Find the lines below that contain the word "LogRecord" and count them. Only the number should be given.

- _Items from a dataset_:
-- Opening Marker --

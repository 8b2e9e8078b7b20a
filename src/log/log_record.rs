use crate::log::caller::CallerContext;
use chrono::{DateTime, Local};
use serde::{Deserialize, Serialize};
use serde_json::Value;
use std::fmt;
use std::str::FromStr;

/// 日志级别
#[derive(Debug, Clone, Copy, PartialEq, Eq, PartialOrd, Ord, Hash, Serialize, Deserialize)]
#[serde(rename_all = "lowercase")]
pub enum LogLevel {
    /// 最详细的日志
    Verbose = 0,
    /// 调试信息
    Debug = 1,
    /// 一般信息
    Info = 2,
    /// 警告信息
    Warn = 3,
    /// 错误信息
    Error = 4,
    /// 不应该发生的严重错误
    Assert = 5,
}

impl LogLevel {
    /// 单字母表示，用于终端输出前缀
    pub fn as_char(&self) -> char {
        match self {
            LogLevel::Verbose => 'V',
            LogLevel::Debug => 'D',
            LogLevel::Info => 'I',
            LogLevel::Warn => 'W',
            LogLevel::Error => 'E',
            LogLevel::Assert => 'A',
        }
    }
}

impl FromStr for LogLevel {
    type Err = String;

    fn from_str(s: &str) -> Result<Self, Self::Err> {
        match s.trim().to_lowercase().as_str() {
            "verbose" | "v" => Ok(LogLevel::Verbose),
            "debug" | "d" => Ok(LogLevel::Debug),
            "info" | "i" => Ok(LogLevel::Info),
            "warn" | "w" => Ok(LogLevel::Warn),
            "error" | "e" => Ok(LogLevel::Error),
            "assert" | "a" => Ok(LogLevel::Assert),
            _ => Err(format!("invalid log level: {}", s)),
        }
    }
}

impl fmt::Display for LogLevel {
    fn fmt(&self, f: &mut fmt::Formatter<'_>) -> fmt::Result {
        match self {
            LogLevel::Verbose => write!(f, "VERBOSE"),
            LogLevel::Debug => write!(f, "DEBUG"),
            LogLevel::Info => write!(f, "INFO"),
            LogLevel::Warn => write!(f, "WARN"),
            LogLevel::Error => write!(f, "ERROR"),
            LogLevel::Assert => write!(f, "ASSERT"),
        }
    }
}

/// 日志类别
///
/// 标准级别参与级别过滤；File/Json/Xml 只决定渲染和输出路径，
/// 从不与过滤级别比较。
#[derive(Debug, Clone, Copy, PartialEq, Eq)]
pub enum LogKind {
    Level(LogLevel),
    /// 只写文件
    File,
    /// JSON 美化后以 DEBUG 输出到终端
    Json,
    /// XML 美化后以 DEBUG 输出到终端
    Xml,
}

impl From<LogLevel> for LogKind {
    fn from(level: LogLevel) -> Self {
        LogKind::Level(level)
    }
}

/// 日志内容值，支持多种类型
#[derive(Debug, Clone, PartialEq)]
pub enum LogValue {
    Text(String),
    I64(i64),
    U64(u64),
    F64(f64),
    Bool(bool),
    Char(char),
    /// 任意 JSON 兼容的数据
    Json(Value),
    /// 缺失的值
    Null,
}

impl fmt::Display for LogValue {
    fn fmt(&self, f: &mut fmt::Formatter<'_>) -> fmt::Result {
        match self {
            LogValue::Text(s) => write!(f, "{}", s),
            LogValue::I64(n) => write!(f, "{}", n),
            LogValue::U64(n) => write!(f, "{}", n),
            LogValue::F64(n) => write!(f, "{}", n),
            LogValue::Bool(b) => write!(f, "{}", b),
            LogValue::Char(c) => write!(f, "{}", c),
            LogValue::Json(v) => write!(f, "{}", v),
            LogValue::Null => write!(f, "null"),
        }
    }
}

impl LogValue {
    /// 使用值自身的 Display 表示
    pub fn display<T: fmt::Display + ?Sized>(value: &T) -> Self {
        LogValue::Text(value.to_string())
    }

    /// 使用值自身的 Debug 表示
    pub fn debug<T: fmt::Debug + ?Sized>(value: &T) -> Self {
        LogValue::Text(format!("{:?}", value))
    }

    /// 从任意实现了 Serialize 的结构体创建，序列化失败时为 Null
    pub fn from_struct<T: Serialize>(value: T) -> Self {
        match serde_json::to_value(value) {
            Ok(json_value) => LogValue::Json(json_value),
            Err(_) => LogValue::Null,
        }
    }

    pub fn is_null(&self) -> bool {
        matches!(self, LogValue::Null)
    }
}

impl From<String> for LogValue {
    fn from(s: String) -> Self {
        LogValue::Text(s)
    }
}

impl From<&str> for LogValue {
    fn from(s: &str) -> Self {
        LogValue::Text(s.to_string())
    }
}

impl From<&String> for LogValue {
    fn from(s: &String) -> Self {
        LogValue::Text(s.clone())
    }
}

macro_rules! impl_from_signed {
    ($($t:ty),*) => {
        $(impl From<$t> for LogValue {
            fn from(n: $t) -> Self {
                LogValue::I64(n as i64)
            }
        })*
    };
}

macro_rules! impl_from_unsigned {
    ($($t:ty),*) => {
        $(impl From<$t> for LogValue {
            fn from(n: $t) -> Self {
                LogValue::U64(n as u64)
            }
        })*
    };
}

impl_from_signed!(i8, i16, i32, i64, isize);
impl_from_unsigned!(u8, u16, u32, u64, usize);

impl From<f64> for LogValue {
    fn from(n: f64) -> Self {
        LogValue::F64(n)
    }
}

impl From<f32> for LogValue {
    fn from(n: f32) -> Self {
        LogValue::F64(n as f64)
    }
}

impl From<bool> for LogValue {
    fn from(b: bool) -> Self {
        LogValue::Bool(b)
    }
}

impl From<char> for LogValue {
    fn from(c: char) -> Self {
        LogValue::Char(c)
    }
}

impl From<Value> for LogValue {
    fn from(v: Value) -> Self {
        LogValue::Json(v)
    }
}

impl<T: Into<LogValue>> From<Option<T>> for LogValue {
    fn from(value: Option<T>) -> Self {
        value.map_or(LogValue::Null, Into::into)
    }
}

/// 一次日志调用
///
/// 在调用线程上构造，携带调用时刻的线程名和本地时间。
#[derive(Debug, Clone)]
pub struct LogRecord {
    /// 日志类别
    pub kind: LogKind,
    /// 调用时指定的标签
    pub tag: Option<String>,
    /// 日志内容，为空表示没有内容
    pub payload: Vec<LogValue>,
    /// 调用位置
    pub caller: Option<CallerContext>,
    /// 线程名（未命名线程使用线程 ID）
    pub thread: String,
    /// 时间戳
    pub timestamp: DateTime<Local>,
}

impl LogRecord {
    /// 创建新的日志记录
    pub fn new(kind: impl Into<LogKind>) -> Self {
        Self {
            kind: kind.into(),
            tag: None,
            payload: Vec::new(),
            caller: None,
            thread: current_thread_name(),
            timestamp: Local::now(),
        }
    }

    /// 设置标签
    pub fn with_tag(mut self, tag: impl Into<String>) -> Self {
        self.tag = Some(tag.into());
        self
    }

    /// 设置调用位置
    pub fn with_caller(mut self, caller: CallerContext) -> Self {
        self.caller = Some(caller);
        self
    }

    /// 追加一个内容值
    pub fn with_value(mut self, value: impl Into<LogValue>) -> Self {
        self.payload.push(value.into());
        self
    }

    /// 替换全部内容
    pub fn with_payload(mut self, payload: Vec<LogValue>) -> Self {
        self.payload = payload;
        self
    }

    pub fn with_timestamp(mut self, timestamp: DateTime<Local>) -> Self {
        self.timestamp = timestamp;
        self
    }
}

fn current_thread_name() -> String {
    let thread = std::thread::current();
    match thread.name() {
        Some(name) => name.to_string(),
        None => format!("{:?}", thread.id()),
    }
}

-- Closing Marker --

- _EXPECTED ANSWER_:
2